Across the entries that follow, count each line holding "Regex" and state the total alone.
======
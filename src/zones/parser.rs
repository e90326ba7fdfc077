// Line grammar of zone definitions
//
//   name = [(x1, y1), (x2, y2), ...]   polygon
//   name = (cx, cy, r)                 circle
//   name = a OP b                      OP is U, I, - or ^
//
// `#` starts a comment. Line numbers count from 1 after trimming the input.

use once_cell::sync::Lazy;
use regex::Regex;

use crate::PawtrackError;

static ASSIGNMENT_RE: Lazy<Regex> =
    Lazy::new(|| Regex::new(r"^(\w+)\s*=\s*(.+)$").expect("valid assignment regex"));
static OPERATION_RE: Lazy<Regex> =
    Lazy::new(|| Regex::new(r"^(\w+)\s*([UI\-\^])\s*(\w+)$").expect("valid operation regex"));

#[derive(Clone, Copy, Debug, PartialEq, Eq)]
pub enum SetOp {
    Union,
    Intersection,
    Difference,
    SymmetricDifference,
}

impl SetOp {
    fn from_symbol(symbol: &str) -> Option<Self> {
        match symbol {
            "U" => Some(SetOp::Union),
            "I" => Some(SetOp::Intersection),
            "-" => Some(SetOp::Difference),
            "^" => Some(SetOp::SymmetricDifference),
            _ => None,
        }
    }
}

#[derive(Clone, Debug, PartialEq)]
pub enum ShapeExpr {
    Polygon(Vec<(f64, f64)>),
    Circle { center: (f64, f64), radius: f64 },
    Operation { left: String, op: SetOp, right: String },
}

#[derive(Clone, Debug, PartialEq)]
pub struct Statement {
    pub line: usize,
    pub name: String,
    pub shape: ShapeExpr,
}

/// Splits zone source text into statements without building any geometry.
pub fn parse_statements(source: &str) -> Result<Vec<Statement>, PawtrackError> {
    let mut statements = Vec::new();
    for (index, raw) in source.trim().lines().enumerate() {
        let line = index + 1;
        let text = raw.split('#').next().unwrap_or_default().trim();
        if text.is_empty() {
            continue;
        }

        let Some(captures) = ASSIGNMENT_RE.captures(text) else {
            return Err(PawtrackError::ZoneSyntax {
                line,
                text: text.to_string(),
            });
        };
        let name = captures[1].to_string();
        let expr = captures[2].trim();

        let shape = if expr.starts_with('[') {
            let literal = parse_literal(expr).map_err(|reason| PawtrackError::ZoneCoordinates {
                name: name.clone(),
                line,
                reason,
            })?;
            ShapeExpr::Polygon(literal.as_points().map_err(|reason| {
                PawtrackError::ZoneCoordinates {
                    name: name.clone(),
                    line,
                    reason,
                }
            })?)
        } else if expr.starts_with('(') && expr.ends_with(')') {
            let circle_error = |reason: String| PawtrackError::InvalidCircle {
                name: name.clone(),
                line,
                reason,
            };
            let literal = parse_literal(expr).map_err(circle_error)?;
            match literal.as_numbers().as_deref() {
                Some([cx, cy, radius]) => ShapeExpr::Circle {
                    center: (*cx, *cy),
                    radius: *radius,
                },
                _ => return Err(circle_error("expected (cx, cy, radius)".to_string())),
            }
        } else {
            let operation = OPERATION_RE.captures(expr).and_then(|captures| {
                let op = SetOp::from_symbol(&captures[2])?;
                Some(ShapeExpr::Operation {
                    left: captures[1].to_string(),
                    op,
                    right: captures[3].to_string(),
                })
            });
            operation.ok_or_else(|| PawtrackError::ZoneExpression {
                name: name.clone(),
                line,
                expr: expr.to_string(),
            })?
        };

        statements.push(Statement { line, name, shape });
    }
    Ok(statements)
}

/// Numbers and nested `[...]`/`(...)` sequences.
#[derive(Clone, Debug, PartialEq)]
enum Literal {
    Number(f64),
    Sequence(Vec<Literal>),
}

impl Literal {
    fn as_numbers(&self) -> Option<Vec<f64>> {
        match self {
            Literal::Sequence(items) => items
                .iter()
                .map(|item| match item {
                    Literal::Number(value) => Some(*value),
                    Literal::Sequence(_) => None,
                })
                .collect(),
            Literal::Number(_) => None,
        }
    }

    fn as_points(&self) -> Result<Vec<(f64, f64)>, String> {
        let Literal::Sequence(items) = self else {
            return Err("expected a list of (x, y) pairs".to_string());
        };
        items
            .iter()
            .enumerate()
            .map(|(i, item)| match item.as_numbers().as_deref() {
                Some([x, y]) => Ok((*x, *y)),
                _ => Err(format!("point {} is not an (x, y) pair", i + 1)),
            })
            .collect()
    }
}

fn parse_literal(text: &str) -> Result<Literal, String> {
    let mut parser = LiteralParser { text, pos: 0 };
    let literal = parser.value()?;
    parser.skip_whitespace();
    if parser.pos < text.len() {
        return Err(format!(
            "unexpected '{}' at column {}",
            &text[parser.pos..],
            parser.pos + 1
        ));
    }
    Ok(literal)
}

struct LiteralParser<'a> {
    text: &'a str,
    pos: usize,
}

impl LiteralParser<'_> {
    fn peek(&self) -> Option<char> {
        self.text[self.pos..].chars().next()
    }

    fn skip_whitespace(&mut self) {
        while let Some(c) = self.peek().filter(|c| c.is_whitespace()) {
            self.pos += c.len_utf8();
        }
    }

    fn value(&mut self) -> Result<Literal, String> {
        self.skip_whitespace();
        match self.peek() {
            Some('[') => self.sequence(']'),
            Some('(') => self.sequence(')'),
            Some(_) => self.number(),
            None => Err("unexpected end of input".to_string()),
        }
    }

    fn sequence(&mut self, close: char) -> Result<Literal, String> {
        // opening bracket
        self.pos += 1;
        let mut items = Vec::new();
        loop {
            self.skip_whitespace();
            if self.peek() == Some(close) {
                self.pos += 1;
                return Ok(Literal::Sequence(items));
            }
            items.push(self.value()?);
            self.skip_whitespace();
            match self.peek() {
                Some(',') => self.pos += 1,
                Some(c) if c == close => {}
                Some(c) => return Err(format!("expected ',' or '{close}', found '{c}'")),
                None => return Err(format!("missing closing '{close}'")),
            }
        }
    }

    fn number(&mut self) -> Result<Literal, String> {
        let start = self.pos;
        while let Some(c) = self
            .peek()
            .filter(|c| c.is_ascii_alphanumeric() || matches!(*c, '.' | '+' | '-' | '_'))
        {
            self.pos += c.len_utf8();
        }
        let token = &self.text[start..self.pos];
        if token.is_empty() {
            let found = self.peek().unwrap_or(' ');
            return Err(format!("unexpected '{found}'"));
        }
        token
            .replace('_', "")
            .parse::<f64>()
            .ok()
            .filter(|value| value.is_finite())
            .map(Literal::Number)
            .ok_or_else(|| format!("'{token}' is not a number"))
    }
}

#[cfg(test)]
mod tests {
    use super::*;

    #[test]
    fn test_parses_each_statement_kind() {
        let source = "
            # arena layout
            box = [(0,0), (10,0), (10,10), (0,10),]
            hole = (5, 5, 2.5)  # centre
            ring = box - hole
        ";
        let statements = parse_statements(source).unwrap();
        assert_eq!(statements.len(), 3);
        assert_eq!(statements[0].name, "box");
        assert_eq!(statements[0].line, 2);
        assert_eq!(
            statements[0].shape,
            ShapeExpr::Polygon(vec![(0., 0.), (10., 0.), (10., 10.), (0., 10.)])
        );
        assert_eq!(
            statements[1].shape,
            ShapeExpr::Circle {
                center: (5., 5.),
                radius: 2.5
            }
        );
        assert_eq!(
            statements[2].shape,
            ShapeExpr::Operation {
                left: "box".to_string(),
                op: SetOp::Difference,
                right: "hole".to_string()
            }
        );
        assert_eq!(statements[2].line, 4);
    }

    #[test]
    fn test_operators_without_spaces() {
        for (source, op) in [
            ("c = aUb", SetOp::Union),
            ("c = a I b", SetOp::Intersection),
            ("c = a^b", SetOp::SymmetricDifference),
        ] {
            let statements = parse_statements(source).unwrap();
            let ShapeExpr::Operation { left, op: parsed, right } = &statements[0].shape else {
                panic!("expected an operation for {source}");
            };
            assert_eq!((left.as_str(), *parsed, right.as_str()), ("a", op, "b"));
        }
    }

    #[test]
    fn test_tuple_of_points_and_scientific_numbers() {
        let statements = parse_statements("z = [(-1.5e1, 2), (3, +4), (5., 0)]").unwrap();
        assert_eq!(
            statements[0].shape,
            ShapeExpr::Polygon(vec![(-15., 2.), (3., 4.), (5., 0.)])
        );
    }

    #[test]
    fn test_errors_carry_line_numbers() {
        assert!(matches!(
            parse_statements("a = [(0,0),(1,0),(0,1)]\nnot a statement"),
            Err(PawtrackError::ZoneSyntax { line: 2, .. })
        ));
        assert!(matches!(
            parse_statements("a = [(0,0),(1,0),(0,1]"),
            Err(PawtrackError::ZoneCoordinates { line: 1, .. })
        ));
        assert!(matches!(
            parse_statements("a = [(0,0,1),(1,0),(0,1)]"),
            Err(PawtrackError::ZoneCoordinates { .. })
        ));
        assert!(matches!(
            parse_statements("\n\nc = (1, 2)"),
            Err(PawtrackError::InvalidCircle { line: 1, .. })
        ));
        assert!(matches!(
            parse_statements("c = (1, x, 2)"),
            Err(PawtrackError::InvalidCircle { .. })
        ));
        assert!(matches!(
            parse_statements("c = a + b"),
            Err(PawtrackError::ZoneExpression { .. })
        ));
    }

    #[test]
    fn test_literal_parser_rejects_trailing_text() {
        assert!(parse_literal("[1, 2] 3").is_err());
        assert!(parse_literal("[1 2]").is_err());
        assert_eq!(
            parse_literal("((1, 2))").unwrap(),
            Literal::Sequence(vec![Literal::Sequence(vec![
                Literal::Number(1.),
                Literal::Number(2.)
            ])])
        );
    }
}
======
> Response for this exercise: 5